As medical resuscitation techniques are being improved more
and more people are being brought back from the border of
clinical death. A number of them recount an intense profoundly
meaningful experience in which they seem to be alive and
functioning outside their body. For many, a Near Death Experience
is an extremely powerful emotional and spiritual experience.
The evidence for the NDE is consistent, overwhelming and
experienced by the many. It is also consistent with evidence
for other psychic phenomena—OBEs, with the information
obtained from mental and physical mediums, and with apparitions.

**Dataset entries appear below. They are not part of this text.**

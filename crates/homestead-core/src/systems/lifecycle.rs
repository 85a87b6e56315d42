//! Building lifecycle - placement, construction and teardown

use hecs::Entity;

use crate::components::{
    Building, BuildingKind, BuildingRef, CellCoord, FarmField, Footprint, House, Production,
    ResourceKind, Tower, TrainingCenter, Warehouse,
};
use crate::scheduler::SimEvent;
use crate::settlement::Settlement;

use super::placement::{can_place_footprint, check_placement};
use super::population::{forget_house, refund_trainees};
use super::production::{stop_production, update_production_timer};
use super::warehouse::clear_assignments_to;
use super::workforce::{detach_workers_from_house, release_all_workers};

/// Validate, charge and build. Any failed rule is a silent no-op.
pub fn place_building(s: &mut Settlement, kind: BuildingKind, origin: CellCoord) -> bool {
    if check_placement(s, kind, origin).is_err() {
        return false;
    }
    let cost = s.config.cost(kind);
    match init_building(s, kind, origin) {
        Some(reference) => {
            s.ledger.gold -= cost;
            log::debug!(
                "Placed {} at {} for {} gold",
                kind.key(),
                reference.root,
                cost
            );
            true
        }
        None => false,
    }
}

/// Spawn the building entity with its kind's starting state and mark its
/// cells. Construction starts immediately when the kind has a build time.
pub fn init_building(s: &mut Settlement, kind: BuildingKind, origin: CellCoord) -> Option<BuildingRef> {
    let (w, h) = kind.size();
    let footprint = Footprint::new(origin, w, h);
    if !can_place_footprint(&s.grid, &footprint) {
        return None;
    }
    let build_ms = s.config.construction_ms.get(kind);
    let building = Building {
        id: s.allocate_id(),
        kind,
        footprint,
        under_construction: build_ms > 0,
    };

    let entity = spawn_with_state(s, building);
    s.grid
        .occupy(&footprint, entity, kind, building.under_construction);
    if building.under_construction {
        s.scheduler.schedule_once(
            build_ms,
            SimEvent::ConstructionComplete {
                building: building.reference(),
            },
        );
    }
    Some(building.reference())
}

fn spawn_with_state(s: &mut Settlement, building: Building) -> Entity {
    let config = &s.config;
    match building.kind {
        BuildingKind::House => s.world.spawn((building, House::new(config.house_capacity))),
        BuildingKind::TrainingCenter => s.world.spawn((building, TrainingCenter::default())),
        BuildingKind::Warehouse => s
            .world
            .spawn((building, Warehouse::new(config.warehouse_capacity))),
        BuildingKind::Tower => s.world.spawn((
            building,
            Tower {
                last_shot_ms: 0,
                cooldown_ms: config.tower.cooldown_ms,
                range: config.tower.range,
                damage: config.tower.damage,
            },
        )),
        BuildingKind::Farm => s.world.spawn((building, Production::with_fields())),
        BuildingKind::Lumberyard | BuildingKind::Quarry | BuildingKind::FishermanHut => {
            s.world.spawn((building, Production::with_target_tile()))
        }
        BuildingKind::FarmField => s.world.spawn((building,)),
    }
}

/// Claim one cell as a self-rooted field of `farm`
pub fn spawn_field(s: &mut Settlement, farm: BuildingRef, cell: CellCoord) -> Option<Entity> {
    let footprint = Footprint::new(cell, 1, 1);
    if !can_place_footprint(&s.grid, &footprint) {
        return None;
    }
    let building = Building {
        id: s.allocate_id(),
        kind: BuildingKind::FarmField,
        footprint,
        under_construction: false,
    };
    let entity = s.world.spawn((building, FarmField { farm }));
    s.grid.occupy(&footprint, entity, BuildingKind::FarmField, false);
    Some(entity)
}

/// Finish construction and let the building start working
pub fn complete_construction(s: &mut Settlement, reference: BuildingRef) -> bool {
    let Some((entity, building)) = s.resolve(reference) else {
        return false;
    };
    if !building.under_construction {
        return false;
    }
    if let Ok(mut b) = s.world.get::<&mut Building>(entity) {
        b.under_construction = false;
    }
    s.grid.set_under_construction(&building.footprint, false);
    if building.kind.is_production() {
        update_production_timer(s, entity);
    }
    log::debug!("{} at {} finished construction", building.kind.key(), building.root());
    true
}

/// Tear down the building covering `at`. Fields go with their farm and
/// cannot be removed on their own.
pub fn remove_building(s: &mut Settlement, at: CellCoord) -> bool {
    let Some((entity, building)) = s.building_at(at) else {
        return false;
    };

    match building.kind {
        BuildingKind::FarmField => return false,
        BuildingKind::House => {
            let house = s.world.get::<&House>(entity).ok().map(|h| House::clone(&h));
            let detached = detach_workers_from_house(s, building.root());
            if let Some(house) = house {
                forget_house(s, &house);
            }
            log::debug!("House at {} removed, {} workers dropped", building.root(), detached);
        }
        BuildingKind::TrainingCenter => refund_trainees(s, entity),
        BuildingKind::Warehouse => {
            let storage = s.world.get::<&Warehouse>(entity).ok().map(|w| w.storage);
            if let Some(storage) = storage {
                for kind in ResourceKind::ALL {
                    s.ledger.resources.remove_floored(kind, storage.get(kind));
                }
            }
            clear_assignments_to(s, building.root());
        }
        BuildingKind::Tower => {}
        BuildingKind::Lumberyard
        | BuildingKind::Quarry
        | BuildingKind::Farm
        | BuildingKind::FishermanHut => teardown_producer(s, entity, building),
    }

    s.grid.vacate(&building.footprint);
    let _ = s.world.despawn(entity);
    log::debug!("Removed {} at {}", building.kind.key(), building.root());
    true
}

/// Release workers, stop the timer, write off undelivered stock and clear
/// any fields
fn teardown_producer(s: &mut Settlement, entity: Entity, building: Building) {
    stop_production(s, entity);
    release_all_workers(s, entity);

    let Some(production) = s.world.get::<&Production>(entity).ok().map(|p| Production::clone(&p)) else {
        return;
    };
    // goods already in transit still arrive
    if let Some(profile) = building.kind.production_profile() {
        s.ledger
            .resources
            .remove_floored(profile.resource, production.unreserved());
    }

    for &cell in production.fields() {
        let Some((field, b)) = s.building_at(cell) else {
            continue;
        };
        let owned = s
            .world
            .get::<&FarmField>(field)
            .map(|f| f.farm == building.reference())
            .unwrap_or(false);
        if owned {
            s.grid.vacate(&b.footprint);
            let _ = s.world.despawn(field);
        }
    }
}
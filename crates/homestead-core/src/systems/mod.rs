//! Systems - logic that operates on the settlement
//!
//! Every system is a set of free functions over `&mut Settlement`. Mutators
//! return `bool` (or `Option`) for expected failures and never panic.

pub mod delivery;
pub mod income;
pub mod lifecycle;
pub mod placement;
pub mod population;
pub mod production;
pub mod warehouse;
pub mod workforce;

pub use placement::PlacementBlocker;
pub use population::{Census, PopulationSummary, WorkerTally};
pub use warehouse::WarehouseUsage;
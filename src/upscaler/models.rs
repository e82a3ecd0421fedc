use std::path::{Path, PathBuf};
use std::time::Duration;
use std::{fs, io};

use anyhow::Context;

use crate::error::{Result, UpscalerError};
use crate::logging::{log_error, log_message};

#[derive(Debug, Clone, Copy, PartialEq, Eq, Hash)]
pub enum Backend {
    Lanczos,
    Onnx,
}

#[derive(Debug, Clone, PartialEq, Eq, Hash)]
pub struct ModelInfo {
    pub name: String,
    pub url: String,
    pub backend: Backend,
    pub scale: u32,
    /// Spatial dims fed to the model must be a multiple of this.
    pub window_size: u32,
    pub description: String,
    pub category: String,
}

impl std::fmt::Display for ModelInfo {
    fn fmt(&self, f: &mut std::fmt::Formatter<'_>) -> std::fmt::Result {
        write!(f, "{} - {} ({}x)", self.category, self.description, self.scale)
    }
}

impl ModelInfo {
    fn onnx(name: &str, url: &str, scale: u32, window_size: u32, description: &str, category: &str) -> Self {
        Self {
            name: name.to_string(),
            url: url.to_string(),
            backend: Backend::Onnx,
            scale,
            window_size,
            description: description.to_string(),
            category: category.to_string(),
        }
    }

    pub fn builtin() -> Self {
        Self {
            name: "Lanczos-2x".to_string(),
            url: "builtin".to_string(),
            backend: Backend::Lanczos,
            scale: 2,
            window_size: 1,
            description: "Lanczos resampling, no model".to_string(),
            category: "Built-in".to_string(),
        }
    }

    pub fn catalog() -> Vec<ModelInfo> {
        vec![
            Self::builtin(),
            ModelInfo {
                name: "Lanczos-4x".to_string(),
                scale: 4,
                ..Self::builtin()
            },
            Self::onnx(
                "RealESRGAN-2x",
                "https://huggingface.co/TensorStack/Upscale-amuse/resolve/main/RealESRGAN-2x/model.onnx",
                2,
                1,
                "Real-world SR",
                "RealESRGAN",
            ),
            Self::onnx(
                "RealESRGAN-4x",
                "https://huggingface.co/TensorStack/Upscale-amuse/resolve/main/RealESRGAN-4x/model.onnx",
                4,
                1,
                "Real-world SR",
                "RealESRGAN",
            ),
            Self::onnx(
                "RealESR-General-4x",
                "https://huggingface.co/TensorStack/Upscale-amuse/resolve/main/RealESR-General-4x/model.onnx",
                4,
                1,
                "General purpose",
                "RealESRGAN",
            ),
            Self::onnx(
                "swin2SR-lightweight-x2-64",
                "https://huggingface.co/Xenova/swin2SR-lightweight-x2-64/resolve/main/onnx/model.onnx",
                2,
                8,
                "Lightweight",
                "Swin2SR",
            ),
        ]
    }

    pub fn find(name: &str) -> Option<ModelInfo> {
        Self::catalog().into_iter().find(|m| m.name.eq_ignore_ascii_case(name))
    }

    pub fn file_name(&self) -> String {
        format!("{}.onnx", self.name)
    }
}

/// Path of the model's weights in `dir`, downloading them first if missing.
pub fn ensure_model(model: &ModelInfo, dir: &Path) -> Result<PathBuf> {
    let path = dir.join(model.file_name());
    if path.exists() {
        return Ok(path);
    }
    log_message(&format!("Model not found locally, downloading: {}", model.name));
    download_model(&model.url, &path).map_err(|e| {
        log_error(&format!("Failed to download model: {:#}", e));
        UpscalerError::ModelDownload(format!("{:#}", e))
    })?;
    log_message("Model downloaded successfully");
    Ok(path)
}

fn download_model(url: &str, path: &Path) -> anyhow::Result<()> {
    let dir = match path.parent() {
        Some(parent) if !parent.as_os_str().is_empty() => parent,
        _ => Path::new("."),
    };
    fs::create_dir_all(dir).with_context(|| format!("creating {}", dir.display()))?;

    let client = reqwest::blocking::Client::builder()
        .timeout(Duration::from_secs(600))
        .user_agent("patch-upscaler/0.1")
        .build()?;

    log_message(&format!("Downloading from: {}", url));
    let mut resp = client.get(url).send()?;

    if !resp.status().is_success() {
        return Err(anyhow::anyhow!("HTTP {} for {}", resp.status(), url));
    }

    // Each download gets its own temp file, so concurrent downloads of the
    // same model never interleave writes. Last one to finish wins the rename.
    let mut out = tempfile::Builder::new()
        .prefix(&model_stem(path))
        .suffix(".part")
        .tempfile_in(dir)
        .with_context(|| format!("creating temp file in {}", dir.display()))?;
    io::copy(&mut resp, out.as_file_mut())?;
    out.persist(path).with_context(|| format!("moving download to {}", path.display()))?;

    log_message(&format!("Model saved to: {}", path.display()));
    Ok(())
}

fn model_stem(path: &Path) -> String {
    path.file_stem()
        .map(|s| format!("{}.", s.to_string_lossy()))
        .unwrap_or_else(|| "model.".to_string())
}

The more informed closed-minded skeptics now acknowledge
that there is no dispute at all about the existence of the
NDE. The dispute is about what it means.
Psychics say that in a crisis situation, where death is
almost inevitable or is perceived to be inevitable, the
duplicate physical body, the astral or etheric body, sometimes
leaves the physical body and experiences the first stages
of the afterlife. When death does not occur, the duplicate
body resumes its place in the physical body. Studies have
shown that NDEs occurred following illness, surgery, childbirth,
accident, heart attack and attempted suicide.
Skeptics say that there is no such thing as a duplicate
body and whatever one experiences has to do with the problems
of the physical body itself?it's all in the mind.
One pioneer in this area was Dr Raymond Moody Jr., who
began his work as a skeptic. His first book Life After Life
in 1975 is considered the classic work which opened this
area to modern research was followed by two others in 1983
and 1988.
Since 1975 there have been many studies in many countries—so
much so that there are now several international associations
and journals for the investigation of near-death studies.
Cherie Sutherland's excellent Australian book (1992) contains
a selected bibliography of over 150 scholarly research reports.
Fifteen common elements
Moody found a striking similarity in accounts of 150 people
who had these experiences—so much so that he was able
to identify fifteen different elements which recur again
and again in these reports. He constructed a typical experience
which contains all of these elements:
A man is dying and, as he reaches the point of greatest
physical distress, he hears himself pronounced dead by
his doctor. He begins to hear an uncomfortable noise,
a loud ringing or buzzing, and at the same time feels
himself moving very rapidly through a long dark tunnel.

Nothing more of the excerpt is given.